Leap!

“Living is a form of not being sure, not knowing what next or how . . . . We guess. We may be wrong, but we take leap after leap in the dark.” - Agnes de Mille, dancer and choreographer

On March 15th I sent my entire book manuscript to my M.F.A. advisors - 229 pages - the whole thing, all the pieces, all together in the same place at the same time. In the weeks prior to the deadline, I had to throw the schoolbook out the window. Oh, it was helpful to have learned about plot trajectories, character development, dialogue, and tension building. All that stuff about Aristotle’s incline came in handy too. But for the most part, it went out the window - right out onto the lawn next to the barely budding crocuses and the daffodil greens that aren’t quite ready to pop.

It had to go under the ground with all the acorns the squirrels planted last autumn and the leftover birdseed that the robins didn’t get this winter. In its place came intuition and raw nerve. I had to leap, leap, leap. I put something down and moved on to the next. Does this piece go here? Don’t think too hard. Just put it down and move on. Piece after piece like a giant jigsaw puzzle.

I’d spent a ton of time sorting which pieces to use. Years deepening the pieces so that they were the right shape and color and just the right pitch in sound. And then all I could do was lay them down. It felt something like what I think dying might feel like. I was convinced it was all wrong and anxious that I would just have to do it over again and I still might. But it fell together. The pieces fell together and at the end, like winning a game of solitaire, I had only a few pieces left and they fit together. The queen of hearts went atop the king of diamonds and I had a draft of the full manuscript sitting on my table, and most importantly, extracted from my mind.

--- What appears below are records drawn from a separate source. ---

/// Bind values for positional (`$n`) SQL parameters.
#[derive(Debug, Clone, PartialEq, Eq)]
pub enum BindValue {
    Text(String),
}

impl BindValue {
    pub fn as_text(&self) -> &str {
        match self {
            Self::Text(s) => s,
        }
    }
}

pub(crate) fn push_text(bind_params: &mut Vec<BindValue>, value: String) -> usize {
    bind_params.push(BindValue::Text(value));
    bind_params.len()
}
//! Search predicate construction.
//!
//! Appends one group to the query, with one slot per requested field:
//!
//! ```text
//! AND (f1 <cmp> v OR f2 <cmp> v OR (<clauses of a custom matcher>) ...)
//! ```
//!
//! The first slot attaches with `AND`, the rest with `OR`. A field with a
//! custom matcher gets a nested group holding whatever the matcher adds.

use sift_query::{Boolean, Comparator, QueryBuilder};

use crate::error::{Error, Result};
use crate::matcher::{FieldMatcher, FieldMatchers};
use crate::request::{FieldSpec, SearchRequest};

/// Builds search predicates, consulting an entity's custom matchers.
pub struct PredicateBuilder<'m, Q> {
    matchers: Option<&'m FieldMatchers<Q>>,
}

impl<'m, Q: QueryBuilder> PredicateBuilder<'m, Q> {
    /// Builder that compares every plain field directly.
    pub fn new() -> Self {
        Self { matchers: None }
    }

    pub fn with_matchers(matchers: &'m FieldMatchers<Q>) -> Self {
        Self {
            matchers: Some(matchers),
        }
    }

    /// Appends the search group for `request` to `query` and hands the query back.
    ///
    /// Errors from custom matchers are returned unchanged. The query is left
    /// as it was when any field fails, as long as the query builder discards
    /// failed groups.
    pub fn build<'q>(
        &self,
        request: &SearchRequest<Q>,
        query: Option<&'q mut Q>,
    ) -> Result<&'q mut Q> {
        let query = query.ok_or(Error::MissingQuery)?;

        if request.fields().is_empty() {
            return Err(Error::MissingFields {
                entity: request.entity().to_string(),
            });
        }

        let comparator = request.comparator();
        let value = request.search_value();

        tracing::debug!(
            entity = %request.entity(),
            fields = request.fields().len(),
            exact = request.exact(),
            "Building search predicate"
        );

        query.push_group(Boolean::And, |group| -> Result<()> {
            let mut boolean = Boolean::And;
            for field in request.fields() {
                self.push_field(group, request, field, comparator, &value, boolean)?;
                boolean = Boolean::Or;
            }
            Ok(())
        })?;

        Ok(query)
    }

    fn push_field(
        &self,
        group: &mut Q,
        request: &SearchRequest<Q>,
        field: &FieldSpec<Q>,
        comparator: Comparator,
        value: &str,
        boolean: Boolean,
    ) -> Result<()> {
        match field {
            FieldSpec::Column(column) => match self.matcher_for(column) {
                Some(matcher) => {
                    tracing::trace!(
                        entity = %request.entity(),
                        field = %column,
                        scope = %FieldMatchers::<Q>::scope_name(column),
                        "Delegating field to custom matcher"
                    );
                    invoke_matcher(group, matcher, request, boolean)
                }
                None => {
                    tracing::trace!(
                        entity = %request.entity(),
                        field = %column,
                        comparator = %comparator,
                        "Comparing field"
                    );
                    group.push_comparison(column, comparator, value, boolean);
                    Ok(())
                }
            },
            FieldSpec::Matcher(matcher) => {
                tracing::trace!(entity = %request.entity(), "Invoking inline matcher");
                invoke_matcher(group, matcher, request, boolean)
            }
        }
    }

    fn matcher_for(&self, column: &str) -> Option<&'m FieldMatcher<Q>> {
        self.matchers.and_then(|matchers| matchers.get(column))
    }
}

fn invoke_matcher<Q: QueryBuilder>(
    group: &mut Q,
    matcher: &FieldMatcher<Q>,
    request: &SearchRequest<Q>,
    boolean: Boolean,
) -> Result<()> {
    group.push_group(boolean, |slot| matcher(slot, request.phrase(), request.exact()))
}

impl<Q: QueryBuilder> Default for PredicateBuilder<'_, Q> {
    fn default() -> Self {
        Self::new()
    }
}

It will need more work. My advisors have read it and while they are impressed with the work I have done, they agree that it needs more work. And someday, hopefully, an editor will read it and she too will say it needs more work. And when that day comes, remind me that I already know how to do it. Remind me that I know how not to be sure, how to guess, and move forward, and how to take leap after leap in the dark.